==== EXTRACTED MATERIAL

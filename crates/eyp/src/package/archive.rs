//! ZIP serialization of a sealed package.
//!
//! Entries are written in the order given, all stamped with the package
//! creation time and fixed permissions, so the same entries always produce
//! byte-identical archives. The archive comment carries the container-level
//! content type.
//!
//! For the reverse operation, see the [`reader`](super::reader) module.

use super::PackageInfo;
use crate::{Error, Result};
use chrono::{Datelike, Timelike};
use std::io::{Cursor, Write};
use zip::write::SimpleFileOptions;
use zip::{CompressionMethod, DateTime, ZipWriter};

/// Deflate level applied to every entry of a `.eyp` archive.
///
/// Level 0 stores entries as-is. The level only changes archive size: part
/// bytes, and so every manifest digest and the signed `PaketOzeti.xml`, are
/// the same at any level. Two builds compare byte-for-byte only when they
/// use the same level.
///
/// ```
/// use eyp::package::CompressionLevel;
///
/// assert_eq!(CompressionLevel::new(15), CompressionLevel::MAX);
/// assert_eq!(CompressionLevel::default().level(), 6);
/// ```
#[derive(Debug, Clone, Copy, PartialEq, Eq)]
pub struct CompressionLevel(u32);

impl CompressionLevel {
    /// Stored entries.
    pub const NONE: CompressionLevel = CompressionLevel(0);

    /// Level used by [`PackageBuilder`](crate::PackageBuilder) unless told otherwise.
    pub const DEFAULT: CompressionLevel = CompressionLevel(6);

    pub const MAX: CompressionLevel = CompressionLevel(9);

    /// Level 0-9; anything above 9 becomes 9.
    #[must_use]
    pub fn new(level: u32) -> Self {
        CompressionLevel(level.min(9))
    }

    #[must_use]
    pub fn level(&self) -> u32 {
        self.0
    }
}

impl Default for CompressionLevel {
    fn default() -> Self {
        Self::DEFAULT
    }
}

impl From<u32> for CompressionLevel {
    fn from(level: u32) -> Self {
        CompressionLevel::new(level)
    }
}

/// ZIP timestamp for the package creation time.
///
/// ZIP cannot represent dates before 1980; those fall back to the format's
/// epoch.
fn entry_time(info: &PackageInfo) -> DateTime {
    let t = info.created_at;
    let year = u16::try_from(t.year()).unwrap_or(0);
    DateTime::from_date_and_time(
        year,
        t.month() as u8,
        t.day() as u8,
        t.hour() as u8,
        t.minute() as u8,
        t.second() as u8,
    )
    .unwrap_or_default()
}

/// Write entries into an in-memory ZIP archive.
///
/// # Errors
///
/// Returns [`Error::Zip`] if the archive cannot be written.
pub fn write_archive(
    entries: &[(String, &[u8])],
    info: &PackageInfo,
    compression_level: CompressionLevel,
) -> Result<Vec<u8>> {
    let mut zip = ZipWriter::new(Cursor::new(Vec::new()));

    let options = if compression_level.level() == 0 {
        SimpleFileOptions::default().compression_method(CompressionMethod::Stored)
    } else {
        SimpleFileOptions::default()
            .compression_method(CompressionMethod::Deflated)
            .compression_level(Some(compression_level.level() as i64))
    }
    .last_modified_time(entry_time(info))
    .unix_permissions(0o644);

    for (name, data) in entries {
        zip.start_file(name.as_str(), options).map_err(Error::Zip)?;
        zip.write_all(data)?;
    }

    zip.set_comment(info.content_type.clone());
    let cursor = zip.finish().map_err(Error::Zip)?;
    Ok(cursor.into_inner())
}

========

* **WHAT IS BEING ASKED**
Extract every line from the records above that contains the word "written".

* **TASK OUTPUT**
//! Entries are written in the order given, all stamped with the package
/// Returns [`Error::Zip`] if the archive cannot be written.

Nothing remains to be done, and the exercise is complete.